As stated above, the method sortNodes is all you must write for this project. However, to make the sort algorithm more efficient, and to make the project more interesting, sortNodes must follow all of these scary helpful rules:
You must not use the Java operator new in any way! You are not allowed to make new Nodes, new instances of classes, new arrays, etc. That means sortNodes must work in O(1) space, not counting the memory used for recursion.
Since you cant make new Nodes, sortNodes must work only by changing the next slots of existing Nodes. You are not allowed to change the number slots of Nodes.
You must use the algorithm described above in the theory section, with its four phases: testing, halving, sorting, and combining. To simplify grading, you must use the same local variable names: left, right, sorted, and unsorted. If you need more local variables, then they can have any names you want.

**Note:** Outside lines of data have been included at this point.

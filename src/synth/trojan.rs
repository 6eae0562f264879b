//! Trojan codec: `trojan://password@host:port?query#name`

use super::{
    encode_query, split_authority, stream_from_transport, transport_from_query,
    transport_query_pairs, OutboundConfig, OutboundSettings, ServerEntry, PROXY_TAG,
};
use crate::model::{Protocol, ProtocolSettings, SecurityType, ServerRecord};
use crate::{Error, Result};
use uuid::Uuid;

pub(super) fn synthesize(record: &ServerRecord) -> Result<OutboundConfig> {
    let ProtocolSettings::Trojan { password } = &record.settings else {
        return Err(Error::internal("trojan synthesizer got non-trojan settings"));
    };
    if password.is_empty() {
        return Err(Error::missing_field("trojan", "password"));
    }

    Ok(OutboundConfig {
        tag: PROXY_TAG.to_string(),
        protocol: "trojan".to_string(),
        settings: Some(OutboundSettings::Servers {
            servers: vec![ServerEntry {
                address: record.address.clone(),
                port: record.port,
                password: Some(password.clone()),
                method: None,
            }],
        }),
        stream_settings: Some(stream_from_transport(record, &record.transport)?),
    })
}

pub(super) fn parse(rest: &str) -> Result<ServerRecord> {
    let parts = split_authority(rest)?;
    let password = parts
        .userinfo
        .filter(|p| !p.is_empty())
        .ok_or_else(|| Error::parse("trojan: missing password"))?;
    let port = parts.port.unwrap_or_else(|| Protocol::Trojan.default_port());
    let name = parts
        .fragment
        .unwrap_or_else(|| format!("{}:{}", parts.host, port));

    let mut record = ServerRecord::new(
        Uuid::nil(),
        name,
        parts.host,
        port,
        ProtocolSettings::Trojan { password },
    );
    // trojan always runs over TLS
    record.transport = transport_from_query(&parts.query, SecurityType::Tls)?;
    if record.transport.security == SecurityType::None {
        record.transport.security = SecurityType::Tls;
    }
    Ok(record)
}

pub(super) fn generate(record: &ServerRecord) -> Result<String> {
    let ProtocolSettings::Trojan { password } = &record.settings else {
        return Err(Error::internal("trojan generator got non-trojan settings"));
    };
    if password.is_empty() {
        return Err(Error::missing_field("trojan", "password"));
    }

    let query = encode_query(&transport_query_pairs(&record.transport));
    Ok(format!(
        "trojan://{}@{}:{}?{}#{}",
        urlencoding::encode(password),
        super::uri::format_host(&record.address),
        record.port,
        query,
        urlencoding::encode(&record.name)
    ))
}

#[cfg(test)]
mod tests {
    use super::*;
    use crate::model::NetworkType;
    use crate::synth::{generate_uri, parse_uri};

    #[test]
    fn parse_basic_link() {
        let r = parse_uri("trojan://secret@node.example.com:8443?sni=cdn.example.com#HK%201")
            .unwrap();
        assert_eq!(r.protocol(), Protocol::Trojan);
        assert_eq!(r.address, "node.example.com");
        assert_eq!(r.port, 8443);
        assert_eq!(r.name, "HK 1");
        assert_eq!(
            r.settings,
            ProtocolSettings::Trojan {
                password: "secret".into()
            }
        );
        assert_eq!(r.transport.sni.as_deref(), Some("cdn.example.com"));
        assert_eq!(r.transport.security, SecurityType::Tls);
    }

    #[test]
    fn missing_password_is_parse_error() {
        assert!(parse_uri("trojan://node.example.com:443").is_err());
    }

    #[test]
    fn synthesize_requires_password() {
        let mut r = ServerRecord::new(
            Uuid::new_v4(),
            "n".into(),
            "h.example.com".into(),
            443,
            ProtocolSettings::Trojan {
                password: String::new(),
            },
        );
        r.transport.security = SecurityType::Tls;
        let err = synthesize(&r).unwrap_err();
        assert!(err.to_string().contains("password"));
    }

    #[test]
    fn synthesize_forces_tls() {
        let r = ServerRecord::new(
            Uuid::new_v4(),
            "n".into(),
            "h.example.com".into(),
            443,
            ProtocolSettings::Trojan {
                password: "pw".into(),
            },
        );
        // transport says none; trojan cannot run without a security layer
        let out = synthesize(&r).unwrap();
        assert_eq!(out.stream_settings.unwrap().security, "tls");
    }

    #[test]
    fn round_trip_required_fields() {
        let mut r = ServerRecord::new(
            Uuid::new_v4(),
            "Tokyo WS".into(),
            "t.example.com".into(),
            443,
            ProtocolSettings::Trojan {
                password: "p@ss:word".into(),
            },
        );
        r.transport.security = SecurityType::Tls;
        r.transport.network = NetworkType::Ws;
        r.transport.sni = Some("t.example.com".into());
        r.transport.ws_path = Some("/tunnel".into());
        r.transport.ws_host = Some("t.example.com".into());

        let parsed = parse_uri(&generate_uri(&r).unwrap()).unwrap();
        assert_eq!(parsed.settings, r.settings);
        assert_eq!(parsed.address, r.address);
        assert_eq!(parsed.port, r.port);
        assert_eq!(parsed.name, r.name);
        assert_eq!(parsed.transport, r.transport);
    }
}
use std::time::Duration;

use futures::future::BoxFuture;
use futures::FutureExt;
use reqwest::{Client, StatusCode};

use crate::error::Context;

use super::FetchResult;

/// Status and body of a completed HTTP exchange.
#[derive(Debug, Clone)]
pub struct HttpReply {
    pub status: StatusCode,
    pub body: String,
}

/// Issues a single GET. Transport-level failures (timeouts, refused connections) are errors;
/// any HTTP status, including 4xx/5xx, is a successful reply.
pub trait HttpTransport: Send + Sync {
    fn get<'a>(&'a self, url: &'a str) -> BoxFuture<'a, FetchResult<HttpReply>>;
}

pub struct ReqwestTransport {
    client: Client,
}

impl ReqwestTransport {
    pub fn new(timeout: Duration) -> FetchResult<Self> {
        let client = Client::builder()
            .timeout(timeout)
            .user_agent(concat!("crypto-ticker/", env!("CARGO_PKG_VERSION")))
            .build()
            .context("Failed to construct HTTP client")?;
        Ok(Self { client })
    }
}

impl HttpTransport for ReqwestTransport {
    fn get<'a>(&'a self, url: &'a str) -> BoxFuture<'a, FetchResult<HttpReply>> {
        async move {
            let response = self.client.get(url).send().await?;
            let status = response.status();
            let body = response.text().await?;
            Ok(HttpReply { status, body })
        }
        .boxed()
    }
}
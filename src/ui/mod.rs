pub mod commands;
pub mod prompt;
pub mod terminal;

pub use commands::{parse_command, Command, HELP_TEXT};
pub use prompt::{run_prompt, PromptFlow};
pub use terminal::TerminalUi;

/// Sink for the one-line ticker text.
pub trait Presenter: Send + Sync {
    fn render(&self, text: &str);
}

/// Sink for short user-facing notices.
pub trait Notifier: Send + Sync {
    fn notify(&self, title: &str, message: &str);
}
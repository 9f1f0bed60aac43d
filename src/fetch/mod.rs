use crate::error::Result;

pub mod cache;
pub mod prices;
pub mod retry;
pub mod search;
pub mod throttle;
pub mod transport;

pub use cache::PriceCache;
pub use prices::{BatchPriceClient, PriceInfo, PriceSnapshot, Trend};
pub use retry::{RateLimitCounter, RateLimitListener, RetryPolicy, RetryingFetcher};
pub use search::SymbolResolver;
pub use throttle::Throttle;
pub use transport::{HttpReply, HttpTransport, ReqwestTransport};

/// Canonical identifier of a priceable asset, e.g. `bitcoin`.
pub type AssetId = String;

pub type FetchResult<T> = Result<T>;
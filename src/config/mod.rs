use serde::{Deserialize, Serialize};
use std::time::Duration;

pub mod loader;
pub mod validator;
pub mod watcher;

pub use loader::ConfigStore;
pub use watcher::ConfigWatcher;

pub const DEFAULT_REFRESH_INTERVAL_SECS: u64 = 90;
pub const DEFAULT_CYCLE_INTERVAL_SECS: u64 = 4;
/// Anything shorter trips the public API's rate limiter.
pub const MIN_REFRESH_INTERVAL_SECS: u64 = 60;

pub fn default_watchlist() -> Vec<String> {
    vec!["bitcoin".to_string(), "ethereum".to_string()]
}

/// User-facing settings persisted between runs.
#[derive(Debug, Clone, PartialEq, Eq, Serialize, Deserialize)]
pub struct Settings {
    pub watchlist: Vec<String>,
    pub refresh_interval: u64,
    pub cycle_interval: u64,
}

impl Default for Settings {
    fn default() -> Self {
        Self {
            watchlist: default_watchlist(),
            refresh_interval: DEFAULT_REFRESH_INTERVAL_SECS,
            cycle_interval: DEFAULT_CYCLE_INTERVAL_SECS,
        }
    }
}

/// Tunables for the upstream client, throttle and background loops.
#[derive(Debug, Clone)]
pub struct ClientConfig {
    pub api_base: String,
    pub request_timeout: Duration,
    pub min_call_spacing: Duration,
    pub max_calls_per_window: u32,
    pub rate_window: Duration,
    pub max_retries: u32,
    pub retry_delay: Duration,
    pub cache_ttl: Duration,
    pub manual_refresh_cooldown: Duration,
    pub monitor_error_backoff: Duration,
}

impl ClientConfig {
    pub fn builtin() -> Self {
        Self {
            api_base: "https://api.coingecko.com/api/v3".to_string(),
            request_timeout: Duration::from_secs(20),
            min_call_spacing: Duration::from_secs(2),
            max_calls_per_window: 25,
            rate_window: Duration::from_secs(60),
            max_retries: 3,
            retry_delay: Duration::from_secs(3),
            cache_ttl: Duration::from_secs(30),
            manual_refresh_cooldown: Duration::from_secs(10),
            monitor_error_backoff: Duration::from_secs(30),
        }
    }

    pub fn with_api_base(mut self, api_base: impl Into<String>) -> Self {
        self.api_base = api_base.into().trim_end_matches('/').to_string();
        self
    }
}

impl Default for ClientConfig {
    fn default() -> Self {
        Self::builtin()
    }
}
use serde_json::{Map, Value};

use super::{
    default_watchlist, Settings, DEFAULT_CYCLE_INTERVAL_SECS, DEFAULT_REFRESH_INTERVAL_SECS,
    MIN_REFRESH_INTERVAL_SECS,
};

/// Settings recovered from a config document plus every field that had to fall back.
#[derive(Debug)]
pub struct ValidatedSettings {
    pub settings: Settings,
    pub issues: Vec<String>,
}

/// Validate a parsed config document field by field. Invalid fields fall back to their
/// defaults individually; a non-object document falls back entirely.
pub fn validate_settings_document(document: &Value) -> ValidatedSettings {
    let Some(object) = document.as_object() else {
        return ValidatedSettings {
            settings: Settings::default(),
            issues: vec!["config document is not a JSON object, using defaults".to_string()],
        };
    };

    let mut issues = Vec::new();
    let settings = Settings {
        watchlist: validate_watchlist(object, &mut issues),
        refresh_interval: validate_refresh_interval(object, &mut issues),
        cycle_interval: validate_cycle_interval(object, &mut issues),
    };

    ValidatedSettings { settings, issues }
}

/// Look a field up under its current name first, then under the legacy name.
fn field<'a>(object: &'a Map<String, Value>, name: &str, legacy: &str) -> Option<&'a Value> {
    object.get(name).or_else(|| object.get(legacy))
}

fn validate_watchlist(object: &Map<String, Value>, issues: &mut Vec<String>) -> Vec<String> {
    let Some(value) = field(object, "watchlist", "coins") else {
        return default_watchlist();
    };

    let Some(items) = value.as_array() else {
        issues.push("watchlist must be an array of asset ids, using defaults".to_string());
        return default_watchlist();
    };

    let mut ids: Vec<String> = Vec::with_capacity(items.len());
    for item in items {
        let Some(id) = item.as_str() else {
            issues.push("watchlist contains a non-string entry, using defaults".to_string());
            return default_watchlist();
        };
        let id = id.trim();
        if id.is_empty() {
            issues.push("watchlist contains an empty asset id, skipping it".to_string());
            continue;
        }
        if ids.iter().any(|existing| existing == id) {
            issues.push(format!("watchlist lists `{id}` more than once, keeping the first"));
            continue;
        }
        ids.push(id.to_string());
    }
    ids
}

fn validate_refresh_interval(object: &Map<String, Value>, issues: &mut Vec<String>) -> u64 {
    match object.get("refresh_interval") {
        None => DEFAULT_REFRESH_INTERVAL_SECS,
        Some(value) => match value.as_u64() {
            Some(secs) if secs >= MIN_REFRESH_INTERVAL_SECS => secs,
            _ => {
                issues.push(format!(
                    "refresh_interval must be an integer >= {MIN_REFRESH_INTERVAL_SECS}, using default ({DEFAULT_REFRESH_INTERVAL_SECS}s)"
                ));
                DEFAULT_REFRESH_INTERVAL_SECS
            }
        },
    }
}

fn validate_cycle_interval(object: &Map<String, Value>, issues: &mut Vec<String>) -> u64 {
    match field(object, "cycle_interval", "coin_cycle_interval") {
        None => DEFAULT_CYCLE_INTERVAL_SECS,
        Some(value) => match value.as_u64() {
            Some(secs) if secs > 0 => secs,
            _ => {
                issues.push(format!(
                    "cycle_interval must be a positive integer, using default ({DEFAULT_CYCLE_INTERVAL_SECS}s)"
                ));
                DEFAULT_CYCLE_INTERVAL_SECS
            }
        },
    }
}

Your testing phase must not use a loop to count how many Nodes are in unsorted. It must work in O(1) time.
Your halving phase must take O(u) time, where u is the length of unsorted. Adding a Node to left or right must take O(1) time. That means the halving phase cant traverse unsorted more than once, and cant traverse left and right at all. It also cant count how many Nodes are in unsorted. Hint: recall how linked stacks work.
Your sorting phase must call sortNodes recursively to sort left and right.

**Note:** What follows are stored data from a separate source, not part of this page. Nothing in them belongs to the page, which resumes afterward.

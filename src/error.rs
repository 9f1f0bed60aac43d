use thiserror::Error;

pub use anyhow::Context;

pub type Result<T> = std::result::Result<T, AppError>;

#[derive(Debug, Error)]
pub enum AppError {
    #[error(transparent)]
    Io(#[from] std::io::Error),
    #[error(transparent)]
    Json(#[from] serde_json::Error),
    #[error(transparent)]
    Reqwest(#[from] reqwest::Error),
    #[error(transparent)]
    Watch(#[from] notify::Error),
    #[error(transparent)]
    Join(#[from] tokio::task::JoinError),
    #[error("request failed after {attempts} attempts")]
    RetriesExhausted { attempts: u32 },
    #[error("{0}")]
    Message(String),
    #[error(transparent)]
    Other(#[from] anyhow::Error),
}

impl AppError {
    pub fn message<T: Into<String>>(msg: T) -> Self {
        AppError::Message(msg.into())
    }
}
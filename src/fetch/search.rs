use std::sync::Arc;

use log::warn;
use serde::Deserialize;

use crate::error::AppError;
use crate::symbols::{lookup_id, normalize_symbol};

use super::{AssetId, FetchResult, RetryingFetcher};

#[derive(Debug, Deserialize)]
struct SearchResponse {
    #[serde(default)]
    coins: Vec<SearchCandidate>,
}

#[derive(Debug, Deserialize)]
struct SearchCandidate {
    id: Option<String>,
    #[serde(default)]
    symbol: String,
}

/// Maps user-typed ticker symbols to asset ids: static table first, then the search API.
pub struct SymbolResolver {
    fetcher: Arc<RetryingFetcher>,
    api_base: String,
}

impl SymbolResolver {
    pub fn new(fetcher: Arc<RetryingFetcher>, api_base: impl Into<String>) -> Self {
        Self {
            fetcher,
            api_base: api_base.into(),
        }
    }

    pub fn search_url(&self, symbol: &str) -> FetchResult<String> {
        let url = reqwest::Url::parse_with_params(
            &format!("{}/search", self.api_base),
            &[("query", symbol)],
        )
        .map_err(|err| AppError::message(format!("invalid search url: {err}")))?;
        Ok(url.into())
    }

    /// Resolve `symbol` to an asset id, `None` when nothing matches or the lookup fails.
    pub async fn resolve(&self, symbol: &str) -> Option<AssetId> {
        let wanted = normalize_symbol(symbol);
        if wanted.is_empty() {
            return None;
        }
        if let Some(id) = lookup_id(&wanted) {
            return Some(id.to_string());
        }

        let body = match self.search_url(&wanted) {
            Ok(url) => self.fetcher.fetch(&url).await,
            Err(err) => Err(err),
        };
        let body = match body {
            Ok(body) => body,
            Err(err) => {
                warn!("Symbol search for `{wanted}` failed: {err}");
                return None;
            }
        };

        match pick_candidate(&body, &wanted) {
            Ok(found) => found,
            Err(err) => {
                warn!("Invalid search response for `{wanted}`: {err}");
                None
            }
        }
    }
}

/// Exact (case-insensitive) symbol match first, otherwise the first candidate.
fn pick_candidate(body: &str, wanted: &str) -> FetchResult<Option<AssetId>> {
    let response: SearchResponse = serde_json::from_str(body)?;

    let exact = response
        .coins
        .iter()
        .find(|candidate| candidate.symbol.to_lowercase() == wanted)
        .and_then(|candidate| candidate.id.clone());

    Ok(exact.or_else(|| response.coins.first().and_then(|first| first.id.clone())))
}

#[cfg(test)]
mod tests {
    use super::*;
    use crate::fetch::retry::{RateLimitCounter, RetryPolicy};
    use crate::fetch::transport::testing::ScriptedTransport;
    use crate::fetch::Throttle;
    use std::time::Duration;

    fn resolver(transport: Arc<ScriptedTransport>) -> SymbolResolver {
        let fetcher = RetryingFetcher::new(
            transport,
            Arc::new(Throttle::new(Duration::ZERO, 100, Duration::from_secs(60))),
            RetryPolicy {
                max_retries: 1,
                retry_delay: Duration::from_secs(1),
            },
            Arc::new(RateLimitCounter::new()),
        );
        SymbolResolver::new(Arc::new(fetcher), "http://api.test/v3")
    }

    #[tokio::test]
    async fn known_symbols_skip_the_network() {
        let transport = Arc::new(ScriptedTransport::new());
        let resolver = resolver(Arc::clone(&transport));

        assert_eq!(resolver.resolve("ETH").await.as_deref(), Some("ethereum"));
        assert!(transport.requests().is_empty());
    }

    #[tokio::test]
    async fn prefers_exact_symbol_match() {
        let transport = Arc::new(ScriptedTransport::new());
        transport.push_ok(
            r#"{"coins": [
                {"id": "pepe-2", "symbol": "PEPE2"},
                {"id": "pepe", "symbol": "PEPE"}
            ]}"#,
        );
        let resolver = resolver(Arc::clone(&transport));

        assert_eq!(resolver.resolve("Pepe").await.as_deref(), Some("pepe"));
        assert_eq!(
            transport.requests(),
            vec!["http://api.test/v3/search?query=pepe"]
        );
    }

    #[tokio::test]
    async fn search_query_is_form_encoded() {
        let transport = Arc::new(ScriptedTransport::new());
        transport.push_ok(r#"{"coins": []}"#);
        let resolver = resolver(Arc::clone(&transport));

        assert!(resolver.resolve("dog wif&hat").await.is_none());
        assert_eq!(
            transport.requests(),
            vec!["http://api.test/v3/search?query=dog+wif%26hat"]
        );
    }

    #[tokio::test]
    async fn falls_back_to_first_candidate() {
        let transport = Arc::new(ScriptedTransport::new());
        transport.push_ok(r#"{"coins": [{"id": "bonk", "symbol": "BONK"}]}"#);
        let resolver = resolver(transport);

        assert_eq!(resolver.resolve("bonkk").await.as_deref(), Some("bonk"));
    }

    #[tokio::test]
    async fn empty_results_or_failures_resolve_to_none() {
        let transport = Arc::new(ScriptedTransport::new());
        transport.push_ok(r#"{"coins": []}"#);
        transport.push_status(500, "");
        let resolver = resolver(transport);

        assert!(resolver.resolve("nothing").await.is_none());
        assert!(resolver.resolve("broken").await.is_none());
        assert!(resolver.resolve("   ").await.is_none());
    }
}
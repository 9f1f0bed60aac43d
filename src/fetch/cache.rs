use std::collections::HashMap;
use std::sync::{Mutex, PoisonError};
use std::time::Duration;

use tokio::time::Instant;

use super::PriceInfo;

#[derive(Debug, Clone)]
struct CacheEntry {
    value: PriceInfo,
    fetched_at: Instant,
}

/// Short-lived memo of per-asset prices. Expired entries are misses; they are only
/// dropped when overwritten or explicitly removed.
#[derive(Debug)]
pub struct PriceCache {
    ttl: Duration,
    entries: Mutex<HashMap<String, CacheEntry>>,
}

impl PriceCache {
    pub fn new(ttl: Duration) -> Self {
        Self {
            ttl,
            entries: Mutex::new(HashMap::new()),
        }
    }

    pub fn ttl(&self) -> Duration {
        self.ttl
    }

    pub fn get(&self, id: &str) -> Option<PriceInfo> {
        let entries = self.entries.lock().unwrap_or_else(PoisonError::into_inner);
        entries
            .get(id)
            .filter(|entry| entry.fetched_at.elapsed() < self.ttl)
            .map(|entry| entry.value.clone())
    }

    pub fn put(&self, id: &str, value: PriceInfo) {
        let mut entries = self.entries.lock().unwrap_or_else(PoisonError::into_inner);
        entries.insert(
            id.to_string(),
            CacheEntry {
                value,
                fetched_at: Instant::now(),
            },
        );
    }

    pub fn remove(&self, id: &str) {
        self.entries
            .lock()
            .unwrap_or_else(PoisonError::into_inner)
            .remove(id);
    }

    pub fn clear(&self) {
        self.entries
            .lock()
            .unwrap_or_else(PoisonError::into_inner)
            .clear();
    }

    /// Entries physically held, expired or not.
    pub fn len(&self) -> usize {
        self.entries
            .lock()
            .unwrap_or_else(PoisonError::into_inner)
            .len()
    }

    pub fn is_empty(&self) -> bool {
        self.len() == 0
    }
}

#[cfg(test)]
mod tests {
    use super::*;
    use crate::fetch::Trend;

    fn price(current: f64) -> PriceInfo {
        PriceInfo::from_quote(current, 1.0)
    }

    #[tokio::test(start_paused = true)]
    async fn hit_within_ttl_returns_stored_value() {
        let cache = PriceCache::new(Duration::from_secs(30));
        cache.put("bitcoin", price(50_000.0));

        tokio::time::advance(Duration::from_secs(29)).await;

        let hit = cache.get("bitcoin").expect("entry should still be fresh");
        assert_eq!(hit, price(50_000.0));
        assert_eq!(hit.trend, Trend::Up);
    }

    #[tokio::test(start_paused = true)]
    async fn expired_entry_is_a_miss_while_still_present() {
        let cache = PriceCache::new(Duration::from_secs(30));
        cache.put("bitcoin", price(50_000.0));

        tokio::time::advance(Duration::from_secs(30)).await;

        assert!(cache.get("bitcoin").is_none());
        assert_eq!(cache.len(), 1);
    }

    #[tokio::test(start_paused = true)]
    async fn put_overwrites_and_refreshes_timestamp() {
        let cache = PriceCache::new(Duration::from_secs(30));
        cache.put("bitcoin", price(1.0));
        tokio::time::advance(Duration::from_secs(20)).await;
        cache.put("bitcoin", price(2.0));
        tokio::time::advance(Duration::from_secs(20)).await;

        assert_eq!(cache.get("bitcoin"), Some(price(2.0)));
    }

    #[test]
    fn remove_and_clear_purge_entries() {
        let cache = PriceCache::new(Duration::from_secs(30));
        cache.put("bitcoin", price(1.0));
        cache.put("ethereum", price(2.0));

        cache.remove("bitcoin");
        assert!(cache.get("bitcoin").is_none());
        assert_eq!(cache.len(), 1);

        cache.clear();
        assert!(cache.is_empty());
    }
}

Your combining phase must take O(l + r) time, where l is the length of left, and r is the length of right. Adding a Node to sorted must take O(1) time. That means the combining phase cant traverse left and right more than once, and it cant traverse sorted at all. Hint: recall how linked stacks and linked queues work.
Your method sortNodes must work correctly for lists of any length. It must work for lists other than those in main. In particular, it must work correctly for the empty list, and it must work correctly for lists with duplicate elements.
You may write additional private static helper methods, but they must also follow these rules. Your helper methods can have any names you want.
You cant change any part of the class Sort, except its sortNodes method. But main is an exception to this rule: you can add more tests to show how your code works. Also, main is the only method that is allowed to print things.
If your code violates these rules, then you will lose a large number of points. As a result, if you have questions about whether youre following the rules correctly, then you should contact me or the TAs. Here are more hints:
Draw box-and-arrow diagrams! It helps to use a whiteboard. There are whiteboards available for student use in Bruininks Hall and elsewhere on campus. If you can make the algorithm work with box-and-arrow diagrams, then you can make it work with Java code.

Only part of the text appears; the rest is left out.